For collectors, Rafman's market presents a genuinely compelling proposition. His work spans a range of media, scales, and price points, making entry into his practice accessible at multiple levels. The early sculptures in photopolymer resin and the archival prints represent strong starting points, while the Carrara marble works carry the weight of permanent, museum quality acquisition. Rafman sits in conversation with artists who similarly mine the space between technological systems and human experience, figures such as Harm van den Dorpel, Artie Vierkant, and Hito Steyerl, as well as earlier conceptualists who interrogated the relationship between image, object, and institutional context.

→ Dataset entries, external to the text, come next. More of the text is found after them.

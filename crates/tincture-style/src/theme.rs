//! Theme definitions: metadata plus a light and a dark mode.

use indexmap::IndexMap;
use serde::{Deserialize, Serialize};

use crate::color::HslColor;

/// Color roles of a mode, keyed by capitalized-boundary role name.
///
/// Declaration order is preserved and is the order roles are emitted in.
pub type ThemeColors = IndexMap<String, HslColor>;

/// A named, versioned theme.
#[derive(Debug, Clone, PartialEq, Default, Serialize, Deserialize)]
pub struct ThemeDefinition {
    /// Stable lowercase-hyphenated slug, used as the `data-theme` value.
    pub id: String,
    /// Display name.
    pub name: String,
    /// Short description.
    #[serde(default)]
    pub description: String,
    /// Author, if known.
    #[serde(default, skip_serializing_if = "Option::is_none")]
    pub author: Option<String>,
    /// Version string, if any.
    #[serde(default, skip_serializing_if = "Option::is_none")]
    pub version: Option<String>,
    /// The light and dark variants.
    #[serde(default)]
    pub modes: ThemeModes,
}

/// Light and dark variants of a theme.
///
/// Both are required for built-in presets; older preset sources may omit
/// either one.
#[derive(Debug, Clone, PartialEq, Default, Serialize, Deserialize)]
pub struct ThemeModes {
    /// Light variant.
    #[serde(default, skip_serializing_if = "Option::is_none")]
    pub light: Option<ThemeMode>,
    /// Dark variant.
    #[serde(default, skip_serializing_if = "Option::is_none")]
    pub dark: Option<ThemeMode>,
}

/// One variant of a theme.
#[derive(Debug, Clone, PartialEq, Default, Serialize, Deserialize)]
pub struct ThemeMode {
    /// Semantic color roles.
    #[serde(default)]
    pub colors: ThemeColors,
    /// Font families and letter spacing.
    #[serde(default)]
    pub typography: Typography,
    /// Radius and spacing base values.
    #[serde(default)]
    pub spacing: Spacing,
    /// Base drop shadow.
    #[serde(default)]
    pub shadow: Shadow,
}

/// Font families plus letter spacing.
#[derive(Debug, Clone, PartialEq, Default, Serialize, Deserialize)]
#[serde(rename_all = "camelCase")]
pub struct Typography {
    /// Sans-serif family stack.
    #[serde(default, skip_serializing_if = "Option::is_none")]
    pub sans: Option<String>,
    /// Serif family stack.
    #[serde(default, skip_serializing_if = "Option::is_none")]
    pub serif: Option<String>,
    /// Monospace family stack.
    #[serde(default, skip_serializing_if = "Option::is_none")]
    pub mono: Option<String>,
    /// Letter spacing in `em`.
    #[serde(default, skip_serializing_if = "Option::is_none")]
    pub letter_spacing: Option<f64>,
}

/// Base sizing values.
#[derive(Debug, Clone, Copy, PartialEq, Serialize, Deserialize)]
pub struct Spacing {
    /// Corner radius base, in `rem`.
    pub radius: f64,
    /// Spacing scale base, in `rem`.
    pub spacing: f64,
}

impl Spacing {
    /// Default corner radius.
    pub const DEFAULT_RADIUS: f64 = 0.5;
    /// Default spacing base.
    pub const DEFAULT_SPACING: f64 = 0.25;
}

impl Default for Spacing {
    fn default() -> Self {
        Self {
            radius: Self::DEFAULT_RADIUS,
            spacing: Self::DEFAULT_SPACING,
        }
    }
}

/// Base drop shadow.
#[derive(Debug, Clone, Copy, PartialEq, Serialize, Deserialize)]
pub struct Shadow {
    /// Shadow color.
    pub color: HslColor,
    /// Horizontal offset in `px`.
    pub x: f64,
    /// Vertical offset in `px`.
    pub y: f64,
    /// Blur radius in `px`.
    pub blur: f64,
    /// Spread radius in `px`.
    pub spread: f64,
    /// Opacity, 0-1.
    pub opacity: f64,
}

impl Default for Shadow {
    fn default() -> Self {
        Self {
            color: HslColor::BLACK,
            x: 0.0,
            y: 1.0,
            blur: 3.0,
            spread: 0.0,
            opacity: 0.1,
        }
    }
}

impl ThemeDefinition {
    /// Create a theme with no modes.
    pub fn new(id: impl Into<String>, name: impl Into<String>) -> Self {
        Self {
            id: id.into(),
            name: name.into(),
            ..Default::default()
        }
    }

    /// Set the description.
    pub fn description(mut self, description: impl Into<String>) -> Self {
        self.description = description.into();
        self
    }

    /// Set the author.
    pub fn author(mut self, author: impl Into<String>) -> Self {
        self.author = Some(author.into());
        self
    }

    /// Set the version.
    pub fn version(mut self, version: impl Into<String>) -> Self {
        self.version = Some(version.into());
        self
    }

    /// Set the light mode.
    pub fn light(mut self, mode: ThemeMode) -> Self {
        self.modes.light = Some(mode);
        self
    }

    /// Set the dark mode.
    pub fn dark(mut self, mode: ThemeMode) -> Self {
        self.modes.dark = Some(mode);
        self
    }
}

impl ThemeMode {
    /// Create an empty mode.
    pub fn new() -> Self {
        Self::default()
    }

    /// Create a mode from `(role, color)` pairs.
    pub fn from_colors<'a>(colors: impl IntoIterator<Item = (&'a str, HslColor)>) -> Self {
        Self {
            colors: colors
                .into_iter()
                .map(|(role, color)| (role.to_string(), color))
                .collect(),
            ..Default::default()
        }
    }

    /// Set a color role.
    pub fn color(mut self, role: impl Into<String>, color: HslColor) -> Self {
        self.colors.insert(role.into(), color);
        self
    }

    /// Set the typography.
    pub fn typography(mut self, typography: Typography) -> Self {
        self.typography = typography;
        self
    }

    /// Set the spacing values.
    pub fn spacing(mut self, spacing: Spacing) -> Self {
        self.spacing = spacing;
        self
    }

    /// Set the shadow.
    pub fn shadow(mut self, shadow: Shadow) -> Self {
        self.shadow = shadow;
        self
    }
}

#[cfg(test)]
mod tests {
    use super::*;

    #[test]
    fn builder_sets_modes() {
        let theme = ThemeDefinition::new("midnight", "Midnight")
            .description("Deep blues")
            .light(ThemeMode::new().color("primary", HslColor::new(200.0, 50.0, 50.0)));

        assert_eq!(theme.id, "midnight");
        assert!(theme.modes.dark.is_none());
        let light = theme.modes.light.as_ref().unwrap();
        assert_eq!(light.colors["primary"], HslColor::new(200.0, 50.0, 50.0));
    }

    #[test]
    fn colors_keep_insertion_order() {
        let mode = ThemeMode::from_colors([
            ("ring", HslColor::BLACK),
            ("background", HslColor::WHITE),
            ("primary", HslColor::BLACK),
        ]);
        let keys: Vec<_> = mode.colors.keys().map(String::as_str).collect();
        assert_eq!(keys, ["ring", "background", "primary"]);
    }
}
//! Ingesting a hand-authored stylesheet into a preset source file.

use std::path::{Path, PathBuf};

use crate::files::write_atomic;
use crate::naming::export_identifier;
use crate::parser::parse_css;
use crate::source::PresetSource;
use crate::{Error, Result};

/// Extension of generated preset sources.
pub const PRESET_EXTENSION: &str = "toml";

/// Path the preset for `input` is written to.
pub fn output_path(input: &Path, presets_dir: &Path) -> PathBuf {
    let stem = file_stem(input);
    presets_dir.join(format!("{stem}.{PRESET_EXTENSION}"))
}

/// Parse `input` and write its preset source into `presets_dir`.
///
/// Nothing is written if the stylesheet fails to parse. Returns the path of
/// the generated file.
pub fn ingest_file(input: &Path, presets_dir: &Path) -> Result<PathBuf> {
    let css = std::fs::read_to_string(input).map_err(|e| Error::io(input, e))?;
    let stem = file_stem(input);

    let theme = parse_css(&css)?;
    tracing::debug!(
        input = %input.display(),
        light = theme.light.colors.len(),
        dark = theme.dark.colors.len(),
        "parsed stylesheet"
    );

    let source = PresetSource::from_parsed(export_identifier(&stem), theme);
    let origin = input
        .file_name()
        .map(|name| name.to_string_lossy().into_owned())
        .unwrap_or_else(|| stem.clone());
    let text = source.to_toml(&origin)?;

    let output = output_path(input, presets_dir);
    write_atomic(&output, &text)?;
    tracing::info!(output = %output.display(), export = %source.export, "generated preset");
    Ok(output)
}

fn file_stem(path: &Path) -> String {
    path.file_stem()
        .map(|stem| stem.to_string_lossy().into_owned())
        .unwrap_or_default()
}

His closest art historical cousins might be found in the appropriation artists of the 1980s, yet his work reaches beyond appropriation toward something more genuinely generative. What makes Rafman matter today, in a cultural moment saturated with commentary on digital life, is the quality of his attention. He does not approach the internet as a critic from the outside but as someone who has spent serious time within its structures and found there something worthy of genuine artistic investigation. His works do not moralize or warn.

They illuminate. They find the longing, the humor, the melancholy, and the occasional grace that move through these systems alongside the data. That is a rare and valuable thing, and it is what ensures that work made in 2013 or 2014 continues to feel urgent and alive well into the present decade.